Custom-Order Viscaria
The market version is more linear; the custom version has a fiercer ball-grip and stronger power loading, which pushed custom-Vis prices ever higher. Debated as it was, there’s no denying Zhang used the custom Viscaria more often. For backhand handling the market Vis is actually simpler; the custom holds the ball more but the backhand release is less crisp, a bit draggy — yet you can’t ignore the custom’s more ball-holding, deeper-powered forehand.
2011: Dragon and Phoenix
In 2011 Zhang won the Rotterdam Worlds men’s singles, launching the fastest Grand Slam run. That same year Butterfly released the Dragon edition for Zhang Jike and the Phoenix edition for Liu Shiwen — one outer ALC, one inner ZLF, inner-and-outer in harmony. The Dragon-Zhang feels fairly through, not as dead as a typical arylate-carbon blade, with decent first-gear speed and an overall soft feel; its bottom-end power, though, is mediocre. Feng Tianwei was among its users.
2013: The Zhang Jike Signature Line
Before this, Zhang briefly tried the Super Zhang, found it too hard, and went back to the Viscaria. Butterfly even made him a “hybrid” — a Super Zhang handle with a Viscaria structure — but he wouldn’t use it, saying he loved his original blade’s wood character, handle grain and grip. Still, the Zhang Jike line later won many fans, from the pros to amateurs.
The Zhang Jike T5000, like a thin steel sheet with an outer carbon structure, plays genuinely blazing fast. The Zhang Jike ZLC was, for a long stretch, the main blade of Shan Xiaona (penhold short-pips); its thin 5.5mm body has enough support thanks to the ZLC, with some flex on ball-holding at small-to-medium power yet a firm feel on the hit — fitting the “soft yet firm” requirement of a short-pips blade.
Zhang Jike ALC
The most important piece of the line, seen as a Viscaria variant; performance-wise it best fits the “soft-version Viscaria” description. Its users are legion: Wang Manyu, Zheng Peifeng, Zhao Zihao, Wong Chun Ting, Daiki Shinozuka, Shunsuke Togami and more. Notably, several penhold players chose it: the Viscaria’s penhold face is on the small side, while the Zhang Jike ALC’s penhold face is more standard at 161×150mm — penhold players tend to prefer the better ball-holding.

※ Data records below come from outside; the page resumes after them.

//! CLI binary for edgequake-md2pdf.
//!
//! A thin shim over the library crate that maps CLI flags
//! to `ConversionConfig` and prints status lines.

use anyhow::{Context, Result};
use clap::Parser;
use edgequake_md2pdf::pipeline::highlight;
use edgequake_md2pdf::{
    run, ConversionConfig, ConversionProgressCallback, Md2PdfError, PageSize, ProgressCallback,
    WkHtmlToPdf, DEFAULT_INPUT, DEFAULT_OUTPUT,
};
use indicatif::{ProgressBar, ProgressStyle};
use std::io;
use std::path::{Path, PathBuf};
use std::process::ExitCode;
use std::sync::Arc;
use std::time::Duration;
use tracing_subscriber::EnvFilter;

// ── ANSI colour helpers (no extra deps) ──────────────────────────────────────

fn green(s: &str) -> String {
    format!("\x1b[32m{s}\x1b[0m")
}
fn red(s: &str) -> String {
    format!("\x1b[31m{s}\x1b[0m")
}
fn dim(s: &str) -> String {
    format!("\x1b[2m{s}\x1b[0m")
}
fn bold(s: &str) -> String {
    format!("\x1b[1m{s}\x1b[0m")
}

/// `1234567` → `1,234,567`.
fn group_thousands(n: u64) -> String {
    let digits = n.to_string();
    let mut out = String::with_capacity(digits.len() + digits.len() / 3);
    for (i, ch) in digits.chars().enumerate() {
        if i > 0 && (digits.len() - i) % 3 == 0 {
            out.push(',');
        }
        out.push(ch);
    }
    out
}

// ── CLI status callback ──────────────────────────────────────────────────────

/// Terminal status reporter: a spinner while wkhtmltopdf runs and one
/// line per outcome. Status lines go to stdout, or stderr in `--json` mode so
/// stdout stays machine-readable.
struct CliProgressCallback {
    spinner: ProgressBar,
    quiet: bool,
    json: bool,
}

impl CliProgressCallback {
    fn new(show_progress: bool, quiet: bool, json: bool) -> Arc<Self> {
        let spinner = if show_progress {
            let bar = ProgressBar::new_spinner();
            bar.set_style(
                ProgressStyle::with_template("{spinner:.cyan} {prefix:.bold}  {msg}  {elapsed:.dim}")
                    .unwrap_or_else(|_| ProgressStyle::default_spinner())
                    .tick_strings(&["⠋", "⠙", "⠹", "⠸", "⠼", "⠴", "⠦", "⠧", "⠇", "⠏", "⠿"]),
            );
            bar
        } else {
            ProgressBar::hidden()
        };
        Arc::new(Self {
            spinner,
            quiet,
            json,
        })
    }

    fn say(&self, line: String) {
        if self.quiet {
            return;
        }
        self.shout(line);
    }

    /// Like `say`, but shown even in quiet mode.
    fn shout(&self, line: String) {
        self.spinner.suspend(|| {
            if self.json {
                eprintln!("{line}");
            } else {
                println!("{line}");
            }
        });
    }
}

impl ConversionProgressCallback for CliProgressCallback {
    fn on_input_missing(&self, input: &Path) {
        self.shout(input_missing_line(input));
    }

    fn on_render_start(&self, html_len: usize) {
        self.spinner.set_prefix("Rendering");
        self.spinner
            .set_message(format!("{} bytes of HTML via wkhtmltopdf…", html_len));
        self.spinner.enable_steady_tick(Duration::from_millis(80));
    }

    fn on_pdf_written(&self, input: &Path, output: &Path, bytes: u64) {
        self.spinner.finish_and_clear();
        self.say(converted_line(input, output));
        self.say(pdf_size_line(output, bytes));
    }

    fn on_pdf_failed(&self, error: &Md2PdfError) {
        self.spinner.finish_and_clear();
        for line in pdf_failed_lines(error) {
            self.shout(line);
        }
    }

    fn on_fallback_start(&self) {
        self.say(FALLBACK_NOTICE.to_string());
    }

    fn on_fallback_written(&self, path: &Path) {
        self.say(fallback_written_line(path));
    }

    fn on_fallback_failed(&self, error: &Md2PdfError) {
        self.shout(fallback_failed_line(error));
    }
}

// ── Status lines ─────────────────────────────────────────────────────────────

const INSTALL_NOTE: &str = "📝 Note: This method requires wkhtmltopdf to be installed";
const FALLBACK_NOTICE: &str = "🔄 Trying alternative method...";

fn input_missing_line(input: &Path) -> String {
    format!("❌ {} {} not found", red("Error:"), input.display())
}

fn converted_line(input: &Path, output: &Path) -> String {
    format!(
        "✅ {} {} to {}",
        green("Successfully converted"),
        input.display(),
        bold(&output.display().to_string())
    )
}

fn pdf_size_line(output: &Path, bytes: u64) -> String {
    format!(
        "📄 PDF created: {} {}",
        output.display(),
        dim(&format!("({} bytes)", group_thousands(bytes)))
    )
}

/// Error line plus the install note. Any PDF failure gets the note, whatever
/// its cause.
fn pdf_failed_lines(error: &Md2PdfError) -> [String; 2] {
    [
        format!("❌ {} {}", red("Error converting to PDF:"), error),
        INSTALL_NOTE.to_string(),
    ]
}

fn fallback_written_line(path: &Path) -> String {
    format!(
        "✅ Created {} - you can open this in browser and print to PDF",
        bold(&path.display().to_string())
    )
}

fn fallback_failed_line(error: &Md2PdfError) -> String {
    format!("❌ {} {}", red("Error creating HTML:"), error)
}

const AFTER_HELP: &str = r#"EXAMPLES:
  # Convert README.md in the current directory to README.pdf
  md2pdf

  # Convert another file
  md2pdf docs/guide.md -o guide.pdf

  # US Letter paper, 1 inch margins
  md2pdf --page-size letter --margin 1in

  # Fail instead of writing the HTML fallback
  md2pdf --no-fallback

  # Machine-readable summary
  md2pdf --json > result.json

OUTPUT:
  On success the PDF is written to --output (default README.pdf).
  If wkhtmltopdf is missing or fails, a browser-ready HTML version is
  written next to it instead (default README.html).

ENVIRONMENT VARIABLES:
  WKHTMLTOPDF_PATH        Path to the wkhtmltopdf binary (default: search PATH)
  MD2PDF_OUTPUT           Default for --output
  MD2PDF_THEME            Default for --theme
  RUST_LOG                Override log filtering (e.g. edgequake_md2pdf=debug)

SETUP:
  Install wkhtmltopdf:
    Debian/Ubuntu:  apt install wkhtmltopdf
    macOS:          brew install --cask wkhtmltopdf
"#;

/// Convert a Markdown file to a styled PDF.
#[derive(Parser, Debug)]
#[command(
    name = "md2pdf",
    version,
    about = "Convert a Markdown file to a styled PDF (with HTML fallback)",
    long_about = "Convert a Markdown file to a styled PDF using wkhtmltopdf. Tables, \
heading anchors with [TOC], fenced code and syntax highlighting are supported. When the \
renderer is unavailable an HTML version is written instead.",
    color = clap::ColorChoice::Auto,
    after_long_help = AFTER_HELP
)]
struct Cli {
    /// Markdown file to convert.
    #[arg(default_value = DEFAULT_INPUT)]
    input: PathBuf,

    /// Where to write the PDF.
    #[arg(short, long, env = "MD2PDF_OUTPUT", default_value = DEFAULT_OUTPUT)]
    output: PathBuf,

    /// Where to write the HTML fallback [default: output with .html extension].
    #[arg(long, env = "MD2PDF_FALLBACK_OUTPUT")]
    fallback_output: Option<PathBuf>,

    /// Do not write the HTML fallback when PDF rendering fails.
    #[arg(long)]
    no_fallback: bool,

    /// Document title [default: input file name without extension].
    #[arg(long)]
    title: Option<String>,

    /// Syntax highlighting theme.
    #[arg(long, env = "MD2PDF_THEME", default_value = highlight::DEFAULT_THEME)]
    theme: String,

    /// Print available highlighting themes and exit.
    #[arg(long)]
    list_themes: bool,

    /// Paper size.
    #[arg(long, value_enum, default_value = "a4")]
    page_size: PageSizeArg,

    /// Margin applied to all four sides (e.g. 0.75in, 20mm).
    #[arg(long, default_value = "0.75in")]
    margin: String,

    /// Path to the wkhtmltopdf binary.
    #[arg(long, env = "WKHTMLTOPDF_PATH")]
    wkhtmltopdf: Option<PathBuf>,

    /// Print a JSON summary (ConversionOutcome) on stdout.
    #[arg(long)]
    json: bool,

    /// Disable the spinner.
    #[arg(long, env = "MD2PDF_NO_PROGRESS")]
    no_progress: bool,

    /// Enable DEBUG-level tracing logs.
    #[arg(short, long, env = "MD2PDF_VERBOSE")]
    verbose: bool,

    /// Suppress all output except errors.
    #[arg(short, long, env = "MD2PDF_QUIET")]
    quiet: bool,
}

#[derive(clap::ValueEnum, Clone, Debug)]
enum PageSizeArg {
    A3,
    A4,
    A5,
    Letter,
    Legal,
}

impl From<PageSizeArg> for PageSize {
    fn from(v: PageSizeArg) -> Self {
        match v {
            PageSizeArg::A3 => PageSize::A3,
            PageSizeArg::A4 => PageSize::A4,
            PageSizeArg::A5 => PageSize::A5,
            PageSizeArg::Letter => PageSize::Letter,
            PageSizeArg::Legal => PageSize::Legal,
        }
    }
}

fn main() -> Result<ExitCode> {
    let cli = Cli::parse();

    // ── Logging setup ────────────────────────────────────────────────────
    // The spinner and the status lines cover what users need; library INFO
    // logs would only interleave with them.
    let show_progress = !cli.quiet && !cli.no_progress && !cli.json;
    let filter = if cli.verbose {
        "debug"
    } else if cli.quiet || show_progress {
        "error"
    } else {
        "info"
    };

    tracing_subscriber::fmt()
        .with_env_filter(
            EnvFilter::try_from_default_env().unwrap_or_else(|_| EnvFilter::new(filter)),
        )
        .with_writer(io::stderr)
        .init();

    if cli.list_themes {
        for name in highlight::theme_names() {
            println!("{name}");
        }
        return Ok(ExitCode::SUCCESS);
    }

    let callback = CliProgressCallback::new(show_progress, cli.quiet, cli.json);
    let config = build_config(&cli, callback)?;
    let renderer = WkHtmlToPdf::from_config(&config);

    // Every failure has already been reported by the callback; here we only
    // pick the exit code and the optional JSON summary.
    let code = match run(&cli.input, &cli.output, &config, &renderer) {
        Ok(outcome) => {
            if cli.json {
                println!(
                    "{}",
                    serde_json::to_string_pretty(&outcome).context("Failed to serialise outcome")?
                );
            }
            ExitCode::SUCCESS
        }
        Err(e) => {
            if cli.json {
                let summary = serde_json::json!({ "kind": "error", "error": e.to_string() });
                println!(
                    "{}",
                    serde_json::to_string_pretty(&summary).context("Failed to serialise error")?
                );
            }
            ExitCode::FAILURE
        }
    };

    Ok(code)
}

/// Map CLI args to `ConversionConfig`.
fn build_config(cli: &Cli, progress: Arc<CliProgressCallback>) -> Result<ConversionConfig> {
    let mut builder = ConversionConfig::builder()
        .page_size(cli.page_size.clone().into())
        .margins(cli.margin.clone())
        .highlight_theme(cli.theme.clone())
        .fallback(!cli.no_fallback)
        .progress_callback(progress as ProgressCallback);

    if let Some(ref title) = cli.title {
        builder = builder.title(title.clone());
    }
    if let Some(ref path) = cli.fallback_output {
        builder = builder.fallback_path(path.clone());
    }
    if let Some(ref path) = cli.wkhtmltopdf {
        builder = builder.renderer_path(path.clone());
    }

    builder.build().context("Invalid configuration")
}

#[cfg(test)]
mod tests {
    use super::*;

    #[test]
    fn thousands_grouping() {
        assert_eq!(group_thousands(0), "0");
        assert_eq!(group_thousands(999), "999");
        assert_eq!(group_thousands(1000), "1,000");
        assert_eq!(group_thousands(1234567), "1,234,567");
    }

    #[test]
    fn defaults_match_fixed_paths() {
        let cli = Cli::parse_from(["md2pdf"]);
        assert_eq!(cli.input, PathBuf::from("README.md"));
        assert_eq!(cli.output, PathBuf::from("README.pdf"));
        assert!(!cli.no_fallback);
    }

    #[test]
    fn flags_map_to_config() {
        let cli = Cli::parse_from([
            "md2pdf",
            "guide.md",
            "-o",
            "out/guide.pdf",
            "--page-size",
            "letter",
            "--margin",
            "1in",
            "--no-fallback",
        ]);
        let config = build_config(&cli, CliProgressCallback::new(false, true, false)).unwrap();
        assert_eq!(config.pdf.page_size, PageSize::Letter);
        assert_eq!(config.pdf.margin_left, "1in");
        assert!(!config.fallback);
    }

    #[test]
    fn success_lines() {
        let ok = converted_line(Path::new("README.md"), Path::new("README.pdf"));
        assert!(ok.starts_with("✅ "));
        assert!(ok.contains("Successfully converted"));
        assert!(ok.contains("README.md"));
        assert!(ok.contains("README.pdf"));

        let size = pdf_size_line(Path::new("README.pdf"), 1_234_567);
        assert!(size.starts_with("📄 PDF created: README.pdf"));
        assert!(size.contains("(1,234,567 bytes)"));
    }

    #[test]
    fn every_pdf_failure_carries_install_note() {
        let io = Md2PdfError::OutputWriteFailed {
            path: PathBuf::from("README.pdf"),
            source: io::Error::new(io::ErrorKind::PermissionDenied, "read-only"),
        };
        let missing = Md2PdfError::RendererNotFound {
            binary: "wkhtmltopdf".into(),
        };
        for error in [io, missing] {
            let [first, note] = pdf_failed_lines(&error);
            assert!(first.starts_with("❌ "));
            assert!(first.contains("Error converting to PDF:"));
            assert!(first.contains(&error.to_string()));
            assert_eq!(note, INSTALL_NOTE);
        }
        let staged = pdf_failed_lines(&Md2PdfError::TempFileFailed(io::Error::other("disk full")));
        assert!(staged[1].contains("requires wkhtmltopdf to be installed"));
    }

    #[test]
    fn fallback_lines() {
        assert_eq!(FALLBACK_NOTICE, "🔄 Trying alternative method...");

        let written = fallback_written_line(Path::new("README.html"));
        assert!(written.starts_with("✅ Created "));
        assert!(written.contains("README.html"));
        assert!(written.ends_with(" - you can open this in browser and print to PDF"));

        let failed = fallback_failed_line(&Md2PdfError::InvalidConfig("x".into()));
        assert!(failed.starts_with("❌ "));
        assert!(failed.contains("Error creating HTML:"));
    }

    #[test]
    fn missing_input_line() {
        let line = input_missing_line(Path::new("README.md"));
        assert!(line.starts_with("❌ "));
        assert!(line.ends_with("README.md not found"));
    }
}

Super Zhang Jike (Super ZLC)
The first-ever Super ZLC-fiber blade. By virtue of the “Super” name it’s hugely popular among amateurs: hard, fast, with a big sweet spot. National-level users include Yan Sheng and Wong Chun Ting — both penhold — plus shakehanders like Chuang Chih-Yuan and Lin Yun-Ju. Compared with the later Lin Yun-Ju and Fan Zhendong SZLC blades, the Super Zhang is firmer and stronger. Now that Donic has signed Zhang, expect collectors and current users to eye the Super Zhang keenly.
Limited Editions
2013 saw the first Zhang Jike limited edition — a Viscaria-like structure built to genuine custom-order standards. I only tried it rather than truly savoring it, but it was special: the clarity of ball-holding, the through-feel and the power loading were all really good. The 2017 second-generation limited edition drew plenty of fangirls, but its high launch price means some shops still have unsold stock gathering dust — with a hinoki top ply and a 5+2 structure, Butterfly assumed “hinoki commands a premium,” but the domestic market didn’t buy in, much like the second Chuang Chih-Yuan limited edition.
2018 Onward: Gold-Stamp Viscaria and the 70th Anniversary
In 2018 the gold-stamp Viscaria arrived — more ball-holding, easier to spin — and let many taste quick appreciation in value. Then came 2021’s Super Zhang Jike 70th Anniversary Special: far softer than the market version, much more elastic, with ever-stronger bottom-end power and outstanding looping — truly custom-grade.